Ela já estava cansada de procurar debalde um pai e uma mãe
entre os tantos rostos apáticos da multidão...
 E Por muitas vezes ela apenas desejou se tornar invisível para
derramar sobre o mundo um diluvio de lágrimas, 
mas só até afogar a indiferença e a falta
de empatia dos que estavam ao seu redor.
Nunca havia compreendido porquê as palavras que ouvia constantemente
eram sempre de desmotivação e jamais de encorajamento,
não raro sentia-se como que uma carta extraviada numa terra de iletrados,
uma lanterna acesa em pleno sol... 
Porém eu e Deus sabíamos que, na verdade, ela era um belo diamante
numa terra de cegos errantes que estava em período de lapidação.

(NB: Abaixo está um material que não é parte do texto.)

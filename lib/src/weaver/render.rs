//! Lower residual tests to bytecode
//!
//! Tests are rendered into branching fragments given three labels: where to go when the test
//! holds, where to go when it doesn't, and which of those (if either) immediately follows the
//! fragment. Composite tests render their right operand first so that the left operand knows
//! where the right one starts, and a leaf only emits the jumps that can't be replaced by falling
//! through.

use crate::jvm::class_graph::{Assignable, ClassGraph, ClassId, JavaLibrary};
use crate::jvm::code::{
    BranchInstruction, Code, CodeItem, EqComparison, Instruction, InvokeType, OrdComparison,
    SynLabel,
};
use crate::jvm::{
    BaseType, ConstantData, FieldType, MethodDescriptor, MethodRef, RefType, UnqualifiedName,
};
use crate::weaver::residue::{Expr, Slot, Test};
use crate::weaver::Error;
use std::collections::HashMap;

/// Local variables holding the values of slots at a shadow
#[derive(Clone, Debug, Default)]
pub struct VarLocations {
    locals: HashMap<Slot, u16>,
}

impl VarLocations {
    pub fn new() -> VarLocations {
        VarLocations::default()
    }

    pub fn insert(&mut self, slot: Slot, local: u16) {
        self.locals.insert(slot, local);
    }

    pub fn get(&self, slot: Slot) -> Option<u16> {
        self.locals.get(&slot).copied()
    }
}

pub struct Renderer<'a, 'g> {
    class_graph: &'a ClassGraph<'g>,
    java: &'a JavaLibrary<'g>,
    locations: &'a VarLocations,

    /// Body the fragments are destined for (fresh labels come from here)
    code: &'a mut Code,
}

impl<'a, 'g> Renderer<'a, 'g> {
    pub fn new(
        class_graph: &'a ClassGraph<'g>,
        java: &'a JavaLibrary<'g>,
        locations: &'a VarLocations,
        code: &'a mut Code,
    ) -> Renderer<'a, 'g> {
        Renderer {
            class_graph,
            java,
            locations,
            code,
        }
    }

    /// Run `body` only when `test` holds
    ///
    /// A test that is literally true leaves the body unguarded.
    pub fn guard(&mut self, test: &Test<'g>, body: Vec<CodeItem>) -> Result<Vec<CodeItem>, Error> {
        if test == &Test::Literal(true) {
            return Ok(body);
        }
        let run = self.code.fresh_label();
        let skip = self.code.fresh_label();
        let mut items = self.render_test(test, run, skip, Some(run))?;
        items.push(CodeItem::Label(run));
        items.extend(body);
        items.push(CodeItem::Label(skip));
        Ok(items)
    }

    /// Render a test into a fragment that jumps to `on_true` or `on_false`
    ///
    /// When `fallthrough` is one of the two targets, the fragment may reach it by running off its
    /// end instead of jumping.
    pub fn render_test(
        &mut self,
        test: &Test<'g>,
        on_true: SynLabel,
        on_false: SynLabel,
        fallthrough: Option<SynLabel>,
    ) -> Result<Vec<CodeItem>, Error> {
        match test {
            Test::Literal(value) => {
                let target = if *value { on_true } else { on_false };
                Ok(self.jump(target, fallthrough))
            }
            Test::And(left, right) => {
                let right_items = self.render_test(right, on_true, on_false, fallthrough)?;
                let right_start = self.code.fresh_label();
                let mut items =
                    self.render_test(left, right_start, on_false, Some(right_start))?;
                items.push(CodeItem::Label(right_start));
                items.extend(right_items);
                Ok(items)
            }
            Test::Or(left, right) => {
                let right_items = self.render_test(right, on_true, on_false, fallthrough)?;
                let right_start = self.code.fresh_label();
                let mut items = self.render_test(left, on_true, right_start, Some(right_start))?;
                items.push(CodeItem::Label(right_start));
                items.extend(right_items);
                Ok(items)
            }
            Test::Not(inner) => self.render_test(inner, on_false, on_true, fallthrough),
            Test::InstanceOf { value, typ } => {
                if on_true == on_false {
                    return Ok(self.jump(on_true, fallthrough));
                }
                let mut items = self.render_value(value)?;
                let class = typ.map(|class| class.name.clone());
                items.push(CodeItem::Instruction(Instruction::InstanceOf(class)));
                items.extend(self.branch(on_true, on_false, fallthrough));
                Ok(items)
            }
            Test::HasAnnotation { value, annotation } => {
                if on_true == on_false {
                    return Ok(self.jump(on_true, fallthrough));
                }
                let receiver = self.render_value(value)?;
                let mut items = receiver.clone();
                items.push(CodeItem::Branch(BranchInstruction::IfNull(
                    EqComparison::EQ,
                    on_false,
                )));
                items.extend(receiver);
                items.push(CodeItem::Instruction(Instruction::Invoke(
                    InvokeType::Virtual,
                    self.java.object_get_class.as_ref(),
                )));
                items.push(CodeItem::Instruction(Instruction::Ldc(ConstantData::Class(
                    RefType::Object(annotation.name.clone()),
                ))));
                items.push(CodeItem::Instruction(Instruction::Invoke(
                    InvokeType::Virtual,
                    self.java.class_is_annotation_present.as_ref(),
                )));
                items.extend(self.branch(on_true, on_false, fallthrough));
                Ok(items)
            }
            Test::Expr(expr) => {
                let mut items = self.render_expr(expr, &FieldType::boolean())?;
                if on_true == on_false {
                    // Calls still happen, for their effects
                    if !matches!(expr, Expr::Call { .. }) {
                        return Ok(self.jump(on_true, fallthrough));
                    }
                    items.push(CodeItem::Instruction(Instruction::Pop));
                    items.extend(self.jump(on_true, fallthrough));
                } else {
                    items.extend(self.branch(on_true, on_false, fallthrough));
                }
                Ok(items)
            }
        }
    }

    /// Unconditional jump, unless the target is reached by falling through
    fn jump(&self, target: SynLabel, fallthrough: Option<SynLabel>) -> Vec<CodeItem> {
        if Some(target) == fallthrough {
            vec![]
        } else {
            vec![CodeItem::Branch(BranchInstruction::Goto(target))]
        }
    }

    /// Branch on the `int` boolean on top of the stack
    fn branch(
        &self,
        on_true: SynLabel,
        on_false: SynLabel,
        fallthrough: Option<SynLabel>,
    ) -> Vec<CodeItem> {
        if Some(on_true) == fallthrough {
            vec![CodeItem::Branch(BranchInstruction::If(
                OrdComparison::EQ,
                on_false,
            ))]
        } else if Some(on_false) == fallthrough {
            vec![CodeItem::Branch(BranchInstruction::If(
                OrdComparison::NE,
                on_true,
            ))]
        } else {
            vec![
                CodeItem::Branch(BranchInstruction::If(OrdComparison::NE, on_true)),
                CodeItem::Branch(BranchInstruction::Goto(on_false)),
            ]
        }
    }

    /// Render an expression with its natural type
    fn render_value(&mut self, expr: &Expr<'g>) -> Result<Vec<CodeItem>, Error> {
        match expr.typ(self.class_graph) {
            Some(typ) => self.render_expr(expr, &typ),
            None => Err(Error::Internal(format!("`{}` produces no value", expr))),
        }
    }

    /// Render an expression, converting the value it produces to `desired`
    pub fn render_expr(
        &mut self,
        expr: &Expr<'g>,
        desired: &FieldType<ClassId<'g>>,
    ) -> Result<Vec<CodeItem>, Error> {
        let natural = expr
            .typ(self.class_graph)
            .ok_or_else(|| Error::Internal(format!("`{}` produces no value", expr)))?;

        let mut items = vec![];
        match expr {
            Expr::Var(var) => {
                let local = self.locations.get(var.slot).ok_or_else(|| {
                    Error::Internal(format!("no local variable holds `{}`", var.slot))
                })?;
                items.push(CodeItem::Instruction(load_local(&var.typ, local)));
            }
            Expr::FieldGet { field, receiver } => {
                let field_ref = field.as_ref();
                match receiver {
                    Some(receiver) => {
                        let receiver_type = FieldType::object(field.class);
                        items.extend(self.render_expr(receiver, &receiver_type)?);
                        items.push(CodeItem::Instruction(Instruction::GetField(field_ref)));
                    }
                    None => items.push(CodeItem::Instruction(Instruction::GetStatic(field_ref))),
                }
            }
            Expr::Call {
                method,
                receiver,
                args,
            } => {
                if let Some(receiver) = receiver {
                    let receiver_type = FieldType::object(method.class);
                    items.extend(self.render_expr(receiver, &receiver_type)?);
                }
                if args.len() != method.descriptor.parameters.len() {
                    return Err(Error::Internal(format!(
                        "{:?} called with {} arguments",
                        method,
                        args.len()
                    )));
                }
                for (arg, param) in args.iter().zip(&method.descriptor.parameters) {
                    let param = self.class_graph.resolve_field_type(param);
                    items.extend(self.render_expr(arg, &param)?);
                }
                items.push(CodeItem::Instruction(Instruction::Invoke(
                    method.infer_invoke_type(),
                    method.as_ref(),
                )));
            }
            Expr::ClassConstant(class) => {
                items.push(CodeItem::Instruction(Instruction::Ldc(ConstantData::Class(
                    RefType::Object(class.name.clone()),
                ))));
            }
        }
        items.extend(self.coerce(&natural, desired)?);
        Ok(items)
    }

    /// Instructions converting a value of type `from` on the stack into one of type `to`
    pub fn coerce(
        &self,
        from: &FieldType<ClassId<'g>>,
        to: &FieldType<ClassId<'g>>,
    ) -> Result<Vec<CodeItem>, Error> {
        let insns = match (from, to) {
            _ if from == to => vec![],
            (FieldType::Base(from), FieldType::Base(BaseType::Int)) if from.is_int_like() => vec![],
            (FieldType::Base(base), FieldType::Ref(to_ref)) => {
                let boxed = self.java.boxed(*base);
                let mut insns = vec![Instruction::Invoke(InvokeType::Static, box_method(*base))];
                if RefType::Object(boxed).is_assignable(to_ref) != Some(true) {
                    insns.push(Instruction::CheckCast(to_ref.map(|c| c.name.clone())));
                }
                insns
            }
            (FieldType::Ref(from_ref), FieldType::Base(base)) => {
                let boxed = self.java.boxed(*base);
                let mut insns = vec![];
                if from_ref.is_assignable(&RefType::Object(boxed)) != Some(true) {
                    insns.push(Instruction::CheckCast(RefType::Object(base.boxed_class())));
                }
                insns.push(Instruction::Invoke(InvokeType::Virtual, unbox_method(*base)));
                insns
            }
            (FieldType::Ref(from_ref), FieldType::Ref(to_ref)) => {
                if from_ref.is_assignable(to_ref) == Some(true) {
                    vec![]
                } else {
                    vec![Instruction::CheckCast(to_ref.map(|c| c.name.clone()))]
                }
            }
            (FieldType::Base(from), FieldType::Base(to)) => {
                return Err(Error::Internal(format!(
                    "can't convert {} to {}",
                    from.java_name(),
                    to.java_name()
                )))
            }
        };
        Ok(insns.into_iter().map(CodeItem::Instruction).collect())
    }
}

/// `Integer.valueOf(int)` and friends
pub fn box_method(base: BaseType) -> MethodRef {
    let boxed = base.boxed_class();
    MethodRef {
        class: RefType::Object(boxed.clone()),
        name: UnqualifiedName::VALUEOF,
        descriptor: MethodDescriptor {
            parameters: vec![FieldType::Base(base)],
            return_type: Some(FieldType::object(boxed)),
        },
        is_interface: false,
    }
}

/// `Integer.intValue()` and friends
pub fn unbox_method(base: BaseType) -> MethodRef {
    let name = match base {
        BaseType::Boolean => UnqualifiedName::BOOLEANVALUE,
        BaseType::Byte => UnqualifiedName::BYTEVALUE,
        BaseType::Char => UnqualifiedName::CHARVALUE,
        BaseType::Short => UnqualifiedName::SHORTVALUE,
        BaseType::Int => UnqualifiedName::INTVALUE,
        BaseType::Long => UnqualifiedName::LONGVALUE,
        BaseType::Float => UnqualifiedName::FLOATVALUE,
        BaseType::Double => UnqualifiedName::DOUBLEVALUE,
    };
    MethodRef {
        class: RefType::Object(base.boxed_class()),
        name,
        descriptor: MethodDescriptor {
            parameters: vec![],
            return_type: Some(FieldType::Base(base)),
        },
        is_interface: false,
    }
}

pub fn load_local<C>(typ: &FieldType<C>, local: u16) -> Instruction {
    match typ {
        FieldType::Base(BaseType::Long) => Instruction::LLoad(local),
        FieldType::Base(BaseType::Float) => Instruction::FLoad(local),
        FieldType::Base(BaseType::Double) => Instruction::DLoad(local),
        FieldType::Base(_) => Instruction::ILoad(local),
        FieldType::Ref(_) => Instruction::ALoad(local),
    }
}

pub fn store_local<C>(typ: &FieldType<C>, local: u16) -> Instruction {
    match typ {
        FieldType::Base(BaseType::Long) => Instruction::LStore(local),
        FieldType::Base(BaseType::Float) => Instruction::FStore(local),
        FieldType::Base(BaseType::Double) => Instruction::DStore(local),
        FieldType::Base(_) => Instruction::IStore(local),
        FieldType::Ref(_) => Instruction::AStore(local),
    }
}

/// Return instruction for a method with this return type
pub fn return_instruction<C>(typ: Option<&FieldType<C>>) -> BranchInstruction<SynLabel> {
    match typ {
        None => BranchInstruction::Return,
        Some(FieldType::Base(BaseType::Long)) => BranchInstruction::LReturn,
        Some(FieldType::Base(BaseType::Float)) => BranchInstruction::FReturn,
        Some(FieldType::Base(BaseType::Double)) => BranchInstruction::DReturn,
        Some(FieldType::Base(_)) => BranchInstruction::IReturn,
        Some(FieldType::Ref(_)) => BranchInstruction::AReturn,
    }
}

Certa vez,, enquanto olhava a chuva da janela da sala, numa noite de insônia,
cogitou entre lágrimas a obscura hipótese de desistir de vez dos seus sonhos,
mas logo concluiu que estes eram os únicos responsáveis por manter o seu
 coração juvenil a pulsar.
E quando o sol entrou na casa pela janela ainda aberta, ela já havia decidido a não mais fugir,
nem depender mais dos incentivos daquelas pessoas de alma pequena
que, por estarem mortos em vida há muito tempo, não conseguiam mais
nem incentivar a si mesmos.
E esse foi o desabrochar de uma alma cuja circunstâncias jamais a domariam.